//! Mirror MIDI notes from one input device to one output device.
//!
//! Every note-on/note-off is rewritten to `124 - note` (an inversion around
//! D4), everything else is passed through. Messages can be logged in a
//! human readable form on the way.
//!
//! ```
//! use midi_mirror::io::mock::{MockSink, MockSource, RecordingDiagnostics};
//! use midi_mirror::{Relay, RelayOptions};
//!
//! fn main() -> midi_mirror::Result<()> {
//!     let source = MockSource::new();
//!     let sink = MockSink::new();
//!     let mut relay = Relay::create(
//!         source.clone(),
//!         sink.clone(),
//!         RecordingDiagnostics::new(),
//!         RelayOptions::default(),
//!     )?;
//!     source.emit(&[0x90, 60, 100]);
//!     assert_eq!(sink.sent(), vec![vec![0x90, 64, 100]]);
//!     relay.disconnect()?;
//!     Ok(())
//! }
//! ```

pub mod config;
pub mod error;
pub mod general;
pub mod io;
pub mod midi;

pub use config::Config;
pub use error::{Error, RelayError, Result};
pub use general::relay::{Outcome, Relay, RelayOptions};
pub use midi::{decode, format_midi_data};
//! Keeps one relay alive between the chosen input and output ports across
//! device unplug/replug.

use std::sync::atomic::Ordering;
use std::sync::{Arc, Mutex};

use midir::MidiOutputConnection;
use tracing::{debug, error, info};

use super::relay::{Relay, RelayOptions};
use crate::io::{output, DeviceEvent, DiagnosticSink, MessageSink, MessageSource, MidiInputSource, PortKind, Severity};
use crate::midi::{format_midi_data, local_control_message};
use crate::Result;

/// Opens the devices a session relays between.
pub trait PortOpener {
    type Source: MessageSource;
    type Sink: MessageSink + 'static;

    fn open_input(&self, name: &str) -> Result<Self::Source>;
    fn open_output(&self, name: &str) -> Result<Self::Sink>;
}

pub struct MidirOpener;

impl PortOpener for MidirOpener {
    type Source = MidiInputSource;
    type Sink = MidiOutputConnection;

    fn open_input(&self, name: &str) -> Result<MidiInputSource> {
        MidiInputSource::open(name)
    }

    fn open_output(&self, name: &str) -> Result<MidiOutputConnection> {
        output::open_output(name)
    }
}

/// Relay state change caused by a device event.
#[derive(Debug, Clone, Copy, PartialEq, Eq)]
pub enum RelayChange {
    Stopped,
    Restarted,
}

type SharedSink<O> = Arc<Mutex<<O as PortOpener>::Sink>>;

pub struct Session<O: PortOpener, D> {
    opener: O,
    input_name: String,
    output_name: String,
    diagnostics: D,
    options: RelayOptions,
    output: Option<SharedSink<O>>,
    relay: Option<Relay<O::Source, SharedSink<O>, D>>,
}

impl<O, D> Session<O, D>
where
    O: PortOpener,
    D: DiagnosticSink + Clone + 'static,
{
    pub fn new(opener: O, input_name: &str, output_name: &str, diagnostics: D, options: RelayOptions) -> Self {
        Self {
            opener,
            input_name: input_name.to_string(),
            output_name: output_name.to_string(),
            diagnostics,
            options,
            output: None,
            relay: None,
        }
    }

    pub fn input_name(&self) -> &str {
        &self.input_name
    }

    pub fn output_name(&self) -> &str {
        &self.output_name
    }

    pub fn is_relaying(&self) -> bool {
        self.relay.is_some()
    }

    /// Opens both ports and creates a fresh relay between them.
    pub fn connect(&mut self) -> Result<()> {
        self.stop();
        let output = Arc::new(Mutex::new(self.opener.open_output(&self.output_name)?));
        let input = self.opener.open_input(&self.input_name)?;
        let relay = Relay::create(
            input,
            Arc::clone(&output),
            self.diagnostics.clone(),
            self.options.clone(),
        )?;
        info!(input = %self.input_name, output = %self.output_name, "relay created");
        self.output = Some(output);
        self.relay = Some(relay);
        Ok(())
    }

    /// Disconnects and drops the relay, then releases the output.
    pub fn stop(&mut self) {
        if let Some(mut relay) = self.relay.take() {
            if let Err(err) = relay.disconnect() {
                error!(%err, "relay disconnect failed");
            }
        }
        self.output = None;
    }

    fn binds(&self, kind: PortKind, name: &str) -> bool {
        match kind {
            PortKind::Input => name == self.input_name,
            PortKind::Output => name == self.output_name,
        }
    }

    /// Drops the relay when one of its ports goes away and recreates it once
    /// the port is back.
    pub fn on_device_event(&mut self, event: &DeviceEvent) -> Option<RelayChange> {
        let device = event.device();
        if !self.binds(device.kind, &device.name) {
            return None;
        }

        match event {
            DeviceEvent::Disconnected(_) if self.is_relaying() => {
                self.diagnostics
                    .report(Severity::Warning, &format!("port {} disconnected!", device.name));
                self.stop();
                Some(RelayChange::Stopped)
            }
            DeviceEvent::Connected(_) if !self.is_relaying() => match self.connect() {
                Ok(()) => {
                    self.diagnostics
                        .report(Severity::Info, &format!("port {} reconnected!", device.name));
                    Some(RelayChange::Restarted)
                }
                Err(err) => {
                    // The other port may still be missing.
                    debug!(%err, port = %device.name, "relay not restored yet");
                    None
                }
            },
            _ => None,
        }
    }

    pub fn set_logging(&self, on: bool) {
        self.options.log_events.store(on, Ordering::SeqCst);
    }

    pub fn is_logging(&self) -> bool {
        self.options.log_events.load(Ordering::SeqCst)
    }

    /// Sends Local Control on/off straight to the output, bypassing the
    /// mirror.
    pub fn set_local_control(&self, on: bool) {
        let Some(output) = &self.output else {
            self.diagnostics
                .report(Severity::Error, "ERROR: no output device selected!");
            return;
        };
        let data = local_control_message(on);
        self.diagnostics.report(
            Severity::Info,
            &format!("sending {} to try changing Local Control", format_midi_data(&data)),
        );
        let mut output = Arc::clone(output);
        if let Err(err) = output.send(&data) {
            self.diagnostics.report(
                Severity::Error,
                &format!("ERROR: sending MIDI to the output failed, {}", err),
            );
        }
    }
}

## ABOUT THIS EXERCISE
Please repeat all the records above exactly as they appear.

## RESULT OF THE EXERCISE
//! Mirror MIDI notes from one input device to one output device.
//!
//! Every note-on/note-off is rewritten to `124 - note` (an inversion around
//! D4), everything else is passed through. Messages can be logged in a
//! human readable form on the way.
//!
//! ```
//! use midi_mirror::io::mock::{MockSink, MockSource, RecordingDiagnostics};
//! use midi_mirror::{Relay, RelayOptions};
//!
//! fn main() -> midi_mirror::Result<()> {
//!     let source = MockSource::new();
//!     let sink = MockSink::new();
//!     let mut relay = Relay::create(
//!         source.clone(),
//!         sink.clone(),
//!         RecordingDiagnostics::new(),
//!         RelayOptions::default(),
//!     )?;
//!     source.emit(&[0x90, 60, 100]);
//!     assert_eq!(sink.sent(), vec![vec![0x90, 64, 100]]);
//!     relay.disconnect()?;
//!     Ok(())
//! }
//! ```

pub mod config;
pub mod error;
pub mod general;
pub mod io;
pub mod midi;

pub use config::Config;
pub use error::{Error, RelayError, Result};
pub use general::relay::{Outcome, Relay, RelayOptions};
pub use midi::{decode, format_midi_data};
//! Keeps one relay alive between the chosen input and output ports across
//! device unplug/replug.

use std::sync::atomic::Ordering;
use std::sync::{Arc, Mutex};

use midir::MidiOutputConnection;
use tracing::{debug, error, info};

use super::relay::{Relay, RelayOptions};
use crate::io::{output, DeviceEvent, DiagnosticSink, MessageSink, MessageSource, MidiInputSource, PortKind, Severity};
use crate::midi::{format_midi_data, local_control_message};
use crate::Result;

/// Opens the devices a session relays between.
pub trait PortOpener {
    type Source: MessageSource;
    type Sink: MessageSink + 'static;

    fn open_input(&self, name: &str) -> Result<Self::Source>;
    fn open_output(&self, name: &str) -> Result<Self::Sink>;
}

pub struct MidirOpener;

impl PortOpener for MidirOpener {
    type Source = MidiInputSource;
    type Sink = MidiOutputConnection;

    fn open_input(&self, name: &str) -> Result<MidiInputSource> {
        MidiInputSource::open(name)
    }

    fn open_output(&self, name: &str) -> Result<MidiOutputConnection> {
        output::open_output(name)
    }
}

/// Relay state change caused by a device event.
#[derive(Debug, Clone, Copy, PartialEq, Eq)]
pub enum RelayChange {
    Stopped,
    Restarted,
}

type SharedSink<O> = Arc<Mutex<<O as PortOpener>::Sink>>;

pub struct Session<O: PortOpener, D> {
    opener: O,
    input_name: String,
    output_name: String,
    diagnostics: D,
    options: RelayOptions,
    output: Option<SharedSink<O>>,
    relay: Option<Relay<O::Source, SharedSink<O>, D>>,
}

impl<O, D> Session<O, D>
where
    O: PortOpener,
    D: DiagnosticSink + Clone + 'static,
{
    pub fn new(opener: O, input_name: &str, output_name: &str, diagnostics: D, options: RelayOptions) -> Self {
        Self {
            opener,
            input_name: input_name.to_string(),
            output_name: output_name.to_string(),
            diagnostics,
            options,
            output: None,
            relay: None,
        }
    }

    pub fn input_name(&self) -> &str {
        &self.input_name
    }

    pub fn output_name(&self) -> &str {
        &self.output_name
    }

    pub fn is_relaying(&self) -> bool {
        self.relay.is_some()
    }

    /// Opens both ports and creates a fresh relay between them.
    pub fn connect(&mut self) -> Result<()> {
        self.stop();
        let output = Arc::new(Mutex::new(self.opener.open_output(&self.output_name)?));
        let input = self.opener.open_input(&self.input_name)?;
        let relay = Relay::create(
            input,
            Arc::clone(&output),
            self.diagnostics.clone(),
            self.options.clone(),
        )?;
        info!(input = %self.input_name, output = %self.output_name, "relay created");
        self.output = Some(output);
        self.relay = Some(relay);
        Ok(())
    }

    /// Disconnects and drops the relay, then releases the output.
    pub fn stop(&mut self) {
        if let Some(mut relay) = self.relay.take() {
            if let Err(err) = relay.disconnect() {
                error!(%err, "relay disconnect failed");
            }
        }
        self.output = None;
    }

    fn binds(&self, kind: PortKind, name: &str) -> bool {
        match kind {
            PortKind::Input => name == self.input_name,
            PortKind::Output => name == self.output_name,
        }
    }

    /// Drops the relay when one of its ports goes away and recreates it once
    /// the port is back.
    pub fn on_device_event(&mut self, event: &DeviceEvent) -> Option<RelayChange> {
        let device = event.device();
        if !self.binds(device.kind, &device.name) {
            return None;
        }

        match event {
            DeviceEvent::Disconnected(_) if self.is_relaying() => {
                self.diagnostics
                    .report(Severity::Warning, &format!("port {} disconnected!", device.name));
                self.stop();
                Some(RelayChange::Stopped)
            }
            DeviceEvent::Connected(_) if !self.is_relaying() => match self.connect() {
                Ok(()) => {
                    self.diagnostics
                        .report(Severity::Info, &format!("port {} reconnected!", device.name));
                    Some(RelayChange::Restarted)
                }
                Err(err) => {
                    // The other port may still be missing.
                    debug!(%err, port = %device.name, "relay not restored yet");
                    None
                }
            },
            _ => None,
        }
    }

    pub fn set_logging(&self, on: bool) {
        self.options.log_events.store(on, Ordering::SeqCst);
    }

    pub fn is_logging(&self) -> bool {
        self.options.log_events.load(Ordering::SeqCst)
    }

    /// Sends Local Control on/off straight to the output, bypassing the
    /// mirror.
    pub fn set_local_control(&self, on: bool) {
        let Some(output) = &self.output else {
            self.diagnostics
                .report(Severity::Error, "ERROR: no output device selected!");
            return;
        };
        let data = local_control_message(on);
        self.diagnostics.report(
            Severity::Info,
            &format!("sending {} to try changing Local Control", format_midi_data(&data)),
        );
        let mut output = Arc::clone(output);
        if let Err(err) = output.send(&data) {
            self.diagnostics.report(
                Severity::Error,
                &format!("ERROR: sending MIDI to the output failed, {}", err),
            );
        }
    }
}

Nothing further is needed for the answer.